● TASK REQUIREMENTS:
When you reach the line in the data below that contains "repository 83d828ef7ccd4b23", please start repeating lines exactly, and stop after the line that contains "#[derive(Error, Debug)]", repeating nothing else.

-------- DATASET RECORDS --------

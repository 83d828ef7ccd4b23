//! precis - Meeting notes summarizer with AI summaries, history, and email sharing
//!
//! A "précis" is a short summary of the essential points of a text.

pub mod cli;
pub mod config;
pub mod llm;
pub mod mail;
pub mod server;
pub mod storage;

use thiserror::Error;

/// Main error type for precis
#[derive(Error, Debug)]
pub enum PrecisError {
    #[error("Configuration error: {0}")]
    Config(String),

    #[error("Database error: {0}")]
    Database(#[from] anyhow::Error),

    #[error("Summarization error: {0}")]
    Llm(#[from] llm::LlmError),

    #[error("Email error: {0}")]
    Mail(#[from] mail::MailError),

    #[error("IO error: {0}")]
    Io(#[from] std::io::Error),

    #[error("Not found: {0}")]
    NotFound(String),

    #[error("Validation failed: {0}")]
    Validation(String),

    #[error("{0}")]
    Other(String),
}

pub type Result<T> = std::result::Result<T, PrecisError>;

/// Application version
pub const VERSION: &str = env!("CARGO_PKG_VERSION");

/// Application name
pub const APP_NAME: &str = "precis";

--------
-------- DATASET RECORDS --------

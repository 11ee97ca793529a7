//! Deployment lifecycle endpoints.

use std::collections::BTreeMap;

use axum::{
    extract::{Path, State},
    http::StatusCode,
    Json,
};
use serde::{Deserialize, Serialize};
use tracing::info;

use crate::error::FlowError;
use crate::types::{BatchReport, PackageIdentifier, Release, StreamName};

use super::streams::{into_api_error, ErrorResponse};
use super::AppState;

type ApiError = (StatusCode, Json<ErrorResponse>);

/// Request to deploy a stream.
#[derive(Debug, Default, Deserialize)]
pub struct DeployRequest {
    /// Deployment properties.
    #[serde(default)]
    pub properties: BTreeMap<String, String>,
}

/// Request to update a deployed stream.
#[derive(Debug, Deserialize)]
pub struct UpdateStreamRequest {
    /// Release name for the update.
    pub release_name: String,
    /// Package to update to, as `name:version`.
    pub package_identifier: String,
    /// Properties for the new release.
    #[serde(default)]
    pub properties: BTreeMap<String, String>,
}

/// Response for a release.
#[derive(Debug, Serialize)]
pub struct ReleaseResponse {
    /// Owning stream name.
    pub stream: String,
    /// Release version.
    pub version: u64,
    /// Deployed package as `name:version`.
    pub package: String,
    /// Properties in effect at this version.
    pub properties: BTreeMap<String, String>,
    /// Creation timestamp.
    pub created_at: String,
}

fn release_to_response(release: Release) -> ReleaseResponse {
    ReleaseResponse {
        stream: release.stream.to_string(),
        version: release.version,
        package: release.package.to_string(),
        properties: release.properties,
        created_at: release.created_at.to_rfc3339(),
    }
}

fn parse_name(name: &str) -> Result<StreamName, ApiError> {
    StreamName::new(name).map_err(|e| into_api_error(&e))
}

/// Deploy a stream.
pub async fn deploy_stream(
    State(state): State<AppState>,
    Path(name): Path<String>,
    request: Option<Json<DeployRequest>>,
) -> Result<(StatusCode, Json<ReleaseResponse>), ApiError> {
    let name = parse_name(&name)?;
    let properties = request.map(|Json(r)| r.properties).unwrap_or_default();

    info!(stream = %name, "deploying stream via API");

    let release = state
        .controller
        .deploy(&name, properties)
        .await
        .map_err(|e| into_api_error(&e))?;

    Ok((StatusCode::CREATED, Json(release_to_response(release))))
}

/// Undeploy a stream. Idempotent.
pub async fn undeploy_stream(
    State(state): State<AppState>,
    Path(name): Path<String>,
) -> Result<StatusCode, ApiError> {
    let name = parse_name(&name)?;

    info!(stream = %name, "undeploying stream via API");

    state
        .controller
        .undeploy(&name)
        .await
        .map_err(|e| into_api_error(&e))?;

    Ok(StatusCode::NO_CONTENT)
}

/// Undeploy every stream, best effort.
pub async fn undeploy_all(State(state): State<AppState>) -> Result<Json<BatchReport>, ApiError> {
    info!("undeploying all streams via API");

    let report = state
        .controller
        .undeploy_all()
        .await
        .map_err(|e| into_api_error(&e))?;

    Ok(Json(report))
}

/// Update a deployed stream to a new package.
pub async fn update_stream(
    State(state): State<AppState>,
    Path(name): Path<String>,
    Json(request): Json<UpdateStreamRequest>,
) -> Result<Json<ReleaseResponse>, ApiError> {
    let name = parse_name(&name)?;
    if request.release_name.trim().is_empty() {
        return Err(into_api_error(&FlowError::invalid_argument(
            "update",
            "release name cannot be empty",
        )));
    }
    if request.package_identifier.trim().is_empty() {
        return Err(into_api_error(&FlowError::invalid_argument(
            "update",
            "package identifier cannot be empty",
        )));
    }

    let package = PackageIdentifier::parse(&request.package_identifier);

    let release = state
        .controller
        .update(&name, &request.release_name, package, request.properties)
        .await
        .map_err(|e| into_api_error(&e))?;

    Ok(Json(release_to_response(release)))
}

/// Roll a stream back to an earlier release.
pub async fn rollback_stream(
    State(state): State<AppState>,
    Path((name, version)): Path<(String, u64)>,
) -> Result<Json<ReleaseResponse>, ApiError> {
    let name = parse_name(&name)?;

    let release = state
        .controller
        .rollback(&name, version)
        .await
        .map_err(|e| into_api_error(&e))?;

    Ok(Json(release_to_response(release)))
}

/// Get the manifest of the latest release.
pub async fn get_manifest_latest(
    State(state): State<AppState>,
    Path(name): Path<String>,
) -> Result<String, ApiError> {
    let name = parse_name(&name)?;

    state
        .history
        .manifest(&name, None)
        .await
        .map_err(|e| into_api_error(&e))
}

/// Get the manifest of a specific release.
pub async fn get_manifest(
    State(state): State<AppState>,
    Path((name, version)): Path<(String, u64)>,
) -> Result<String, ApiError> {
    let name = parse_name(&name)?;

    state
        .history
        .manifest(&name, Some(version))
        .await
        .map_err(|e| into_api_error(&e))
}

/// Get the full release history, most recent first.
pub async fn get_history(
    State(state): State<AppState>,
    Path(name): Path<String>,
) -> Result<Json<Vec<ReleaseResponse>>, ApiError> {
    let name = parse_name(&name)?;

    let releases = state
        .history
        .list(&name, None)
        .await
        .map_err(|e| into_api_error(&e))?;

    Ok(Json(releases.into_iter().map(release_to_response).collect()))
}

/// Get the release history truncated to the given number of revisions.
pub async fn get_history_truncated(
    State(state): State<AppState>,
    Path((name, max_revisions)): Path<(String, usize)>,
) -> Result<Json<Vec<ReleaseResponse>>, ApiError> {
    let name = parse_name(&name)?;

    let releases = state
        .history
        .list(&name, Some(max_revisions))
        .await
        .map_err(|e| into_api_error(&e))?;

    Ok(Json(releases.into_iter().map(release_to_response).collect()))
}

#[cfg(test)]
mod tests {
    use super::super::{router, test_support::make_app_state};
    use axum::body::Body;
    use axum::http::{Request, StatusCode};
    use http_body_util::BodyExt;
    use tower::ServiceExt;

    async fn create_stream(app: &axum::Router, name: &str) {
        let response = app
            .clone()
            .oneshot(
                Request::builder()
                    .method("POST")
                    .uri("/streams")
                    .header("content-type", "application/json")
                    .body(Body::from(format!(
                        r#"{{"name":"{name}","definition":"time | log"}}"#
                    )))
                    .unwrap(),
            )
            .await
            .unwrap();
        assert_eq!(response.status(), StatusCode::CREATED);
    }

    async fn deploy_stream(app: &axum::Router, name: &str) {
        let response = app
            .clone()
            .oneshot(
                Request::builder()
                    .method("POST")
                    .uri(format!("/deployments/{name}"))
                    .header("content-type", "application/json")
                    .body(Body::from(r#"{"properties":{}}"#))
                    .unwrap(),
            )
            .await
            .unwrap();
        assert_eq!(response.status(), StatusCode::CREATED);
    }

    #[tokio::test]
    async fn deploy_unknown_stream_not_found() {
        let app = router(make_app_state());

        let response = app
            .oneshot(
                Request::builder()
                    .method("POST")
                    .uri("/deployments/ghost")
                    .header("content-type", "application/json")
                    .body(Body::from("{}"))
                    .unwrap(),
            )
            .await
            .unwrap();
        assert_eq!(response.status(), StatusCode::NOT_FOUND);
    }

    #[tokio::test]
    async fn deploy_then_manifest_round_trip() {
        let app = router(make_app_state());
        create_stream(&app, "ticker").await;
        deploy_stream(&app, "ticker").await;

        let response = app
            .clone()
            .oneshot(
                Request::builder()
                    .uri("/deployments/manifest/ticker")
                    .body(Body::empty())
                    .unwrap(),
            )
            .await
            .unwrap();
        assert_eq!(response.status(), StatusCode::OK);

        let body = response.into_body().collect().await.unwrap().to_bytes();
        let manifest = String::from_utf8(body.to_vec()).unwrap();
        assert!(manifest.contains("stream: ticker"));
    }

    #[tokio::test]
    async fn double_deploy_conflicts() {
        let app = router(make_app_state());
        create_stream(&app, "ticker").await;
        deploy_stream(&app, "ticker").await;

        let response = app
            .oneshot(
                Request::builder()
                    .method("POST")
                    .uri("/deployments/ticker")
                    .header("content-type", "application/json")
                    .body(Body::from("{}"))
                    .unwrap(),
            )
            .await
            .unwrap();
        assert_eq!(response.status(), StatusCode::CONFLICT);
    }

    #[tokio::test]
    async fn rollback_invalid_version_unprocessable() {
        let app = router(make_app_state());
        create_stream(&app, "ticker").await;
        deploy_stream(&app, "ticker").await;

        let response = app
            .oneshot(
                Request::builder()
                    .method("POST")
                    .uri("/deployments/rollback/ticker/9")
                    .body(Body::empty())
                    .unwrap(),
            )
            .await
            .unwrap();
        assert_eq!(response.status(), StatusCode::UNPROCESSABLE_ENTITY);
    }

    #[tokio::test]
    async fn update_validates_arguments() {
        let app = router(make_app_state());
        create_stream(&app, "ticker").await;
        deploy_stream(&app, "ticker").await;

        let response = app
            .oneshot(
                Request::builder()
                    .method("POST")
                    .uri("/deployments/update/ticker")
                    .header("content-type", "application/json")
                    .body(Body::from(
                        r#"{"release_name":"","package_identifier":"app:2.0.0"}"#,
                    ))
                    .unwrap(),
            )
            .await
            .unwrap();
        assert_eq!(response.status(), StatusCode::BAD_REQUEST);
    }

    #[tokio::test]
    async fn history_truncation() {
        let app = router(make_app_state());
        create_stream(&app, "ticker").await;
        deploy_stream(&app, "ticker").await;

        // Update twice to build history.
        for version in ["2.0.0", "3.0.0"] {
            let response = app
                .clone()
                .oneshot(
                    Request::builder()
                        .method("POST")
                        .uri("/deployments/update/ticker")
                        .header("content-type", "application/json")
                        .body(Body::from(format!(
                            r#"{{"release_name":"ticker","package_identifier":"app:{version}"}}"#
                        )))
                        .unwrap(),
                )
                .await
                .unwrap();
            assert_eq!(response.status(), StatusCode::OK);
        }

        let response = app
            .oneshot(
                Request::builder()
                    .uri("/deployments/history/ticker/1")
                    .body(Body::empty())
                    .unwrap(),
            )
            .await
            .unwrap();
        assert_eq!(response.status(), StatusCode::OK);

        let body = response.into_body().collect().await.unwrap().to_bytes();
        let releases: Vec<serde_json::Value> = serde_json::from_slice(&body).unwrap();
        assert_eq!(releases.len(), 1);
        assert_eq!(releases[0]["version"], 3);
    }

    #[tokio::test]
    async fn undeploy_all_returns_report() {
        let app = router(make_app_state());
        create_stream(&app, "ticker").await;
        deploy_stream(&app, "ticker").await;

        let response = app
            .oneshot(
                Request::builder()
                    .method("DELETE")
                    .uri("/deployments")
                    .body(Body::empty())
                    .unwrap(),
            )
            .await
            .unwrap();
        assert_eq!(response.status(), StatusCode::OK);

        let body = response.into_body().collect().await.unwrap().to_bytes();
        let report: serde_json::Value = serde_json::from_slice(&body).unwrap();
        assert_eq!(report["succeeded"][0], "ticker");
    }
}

--------
-------- DATASET RECORDS --------

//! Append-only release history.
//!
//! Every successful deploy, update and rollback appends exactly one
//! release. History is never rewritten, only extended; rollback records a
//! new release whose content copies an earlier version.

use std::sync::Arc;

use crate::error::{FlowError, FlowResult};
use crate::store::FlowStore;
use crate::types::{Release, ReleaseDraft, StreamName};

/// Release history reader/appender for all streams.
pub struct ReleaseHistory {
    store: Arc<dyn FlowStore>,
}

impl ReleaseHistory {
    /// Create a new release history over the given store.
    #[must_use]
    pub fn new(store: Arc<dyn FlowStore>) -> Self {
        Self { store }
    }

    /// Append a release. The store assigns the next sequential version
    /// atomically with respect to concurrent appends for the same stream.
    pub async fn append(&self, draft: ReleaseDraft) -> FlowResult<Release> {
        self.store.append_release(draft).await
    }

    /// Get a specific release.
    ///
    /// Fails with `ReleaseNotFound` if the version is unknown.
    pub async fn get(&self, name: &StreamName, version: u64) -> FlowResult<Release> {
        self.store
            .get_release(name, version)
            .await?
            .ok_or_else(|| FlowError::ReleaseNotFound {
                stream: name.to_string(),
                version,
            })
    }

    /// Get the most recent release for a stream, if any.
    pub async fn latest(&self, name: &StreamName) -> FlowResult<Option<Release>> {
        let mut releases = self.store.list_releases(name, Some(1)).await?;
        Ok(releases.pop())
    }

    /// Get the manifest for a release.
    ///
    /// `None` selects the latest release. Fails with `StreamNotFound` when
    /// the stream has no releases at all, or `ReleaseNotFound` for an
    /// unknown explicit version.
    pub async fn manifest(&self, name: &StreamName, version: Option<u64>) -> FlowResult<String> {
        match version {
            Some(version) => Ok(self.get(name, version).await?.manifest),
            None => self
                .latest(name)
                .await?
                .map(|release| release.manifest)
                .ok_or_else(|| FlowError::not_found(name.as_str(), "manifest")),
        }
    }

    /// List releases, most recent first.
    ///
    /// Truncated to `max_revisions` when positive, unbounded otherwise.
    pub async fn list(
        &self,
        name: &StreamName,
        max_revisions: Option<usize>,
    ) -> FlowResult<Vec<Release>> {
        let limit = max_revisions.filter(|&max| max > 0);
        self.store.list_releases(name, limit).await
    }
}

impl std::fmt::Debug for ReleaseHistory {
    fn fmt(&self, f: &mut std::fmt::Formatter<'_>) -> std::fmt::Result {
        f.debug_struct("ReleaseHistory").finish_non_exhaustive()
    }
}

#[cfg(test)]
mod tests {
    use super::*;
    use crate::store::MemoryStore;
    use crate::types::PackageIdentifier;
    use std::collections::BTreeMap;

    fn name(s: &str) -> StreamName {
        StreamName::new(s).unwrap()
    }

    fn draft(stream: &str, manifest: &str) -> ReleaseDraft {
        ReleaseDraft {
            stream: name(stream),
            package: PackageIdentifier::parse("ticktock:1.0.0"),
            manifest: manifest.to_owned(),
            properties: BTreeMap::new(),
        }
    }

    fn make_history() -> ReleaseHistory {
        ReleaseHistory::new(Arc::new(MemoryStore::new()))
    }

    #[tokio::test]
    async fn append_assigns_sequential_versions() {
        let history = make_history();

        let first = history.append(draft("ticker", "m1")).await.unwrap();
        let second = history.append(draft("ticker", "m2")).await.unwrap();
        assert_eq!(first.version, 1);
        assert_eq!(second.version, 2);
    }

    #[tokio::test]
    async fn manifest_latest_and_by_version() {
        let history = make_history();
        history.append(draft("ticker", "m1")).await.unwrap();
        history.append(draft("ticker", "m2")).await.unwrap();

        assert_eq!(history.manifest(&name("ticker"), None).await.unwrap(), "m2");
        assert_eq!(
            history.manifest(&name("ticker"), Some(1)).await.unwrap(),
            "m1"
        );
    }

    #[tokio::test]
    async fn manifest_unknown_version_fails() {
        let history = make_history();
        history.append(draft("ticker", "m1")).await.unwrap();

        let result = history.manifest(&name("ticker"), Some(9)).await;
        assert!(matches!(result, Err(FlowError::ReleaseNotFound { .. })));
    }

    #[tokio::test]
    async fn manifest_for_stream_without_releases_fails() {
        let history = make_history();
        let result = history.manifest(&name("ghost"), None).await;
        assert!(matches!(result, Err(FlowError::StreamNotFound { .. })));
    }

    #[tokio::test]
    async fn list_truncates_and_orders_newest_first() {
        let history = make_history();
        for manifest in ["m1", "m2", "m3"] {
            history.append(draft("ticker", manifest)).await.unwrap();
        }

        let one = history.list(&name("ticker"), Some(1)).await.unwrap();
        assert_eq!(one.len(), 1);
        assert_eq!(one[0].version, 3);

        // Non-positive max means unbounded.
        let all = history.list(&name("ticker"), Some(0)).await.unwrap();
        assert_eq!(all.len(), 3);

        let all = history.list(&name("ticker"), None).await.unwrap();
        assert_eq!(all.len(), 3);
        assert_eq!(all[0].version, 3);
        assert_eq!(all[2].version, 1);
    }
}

--------

● THE COMPLETED TASK:
repository 83d828ef7ccd4b23
//! precis - Meeting notes summarizer with AI summaries, history, and email sharing
//!
//! A "précis" is a short summary of the essential points of a text.

pub mod cli;
pub mod config;
pub mod llm;
pub mod mail;
pub mod server;
pub mod storage;

use thiserror::Error;

/// Main error type for precis
#[derive(Error, Debug)]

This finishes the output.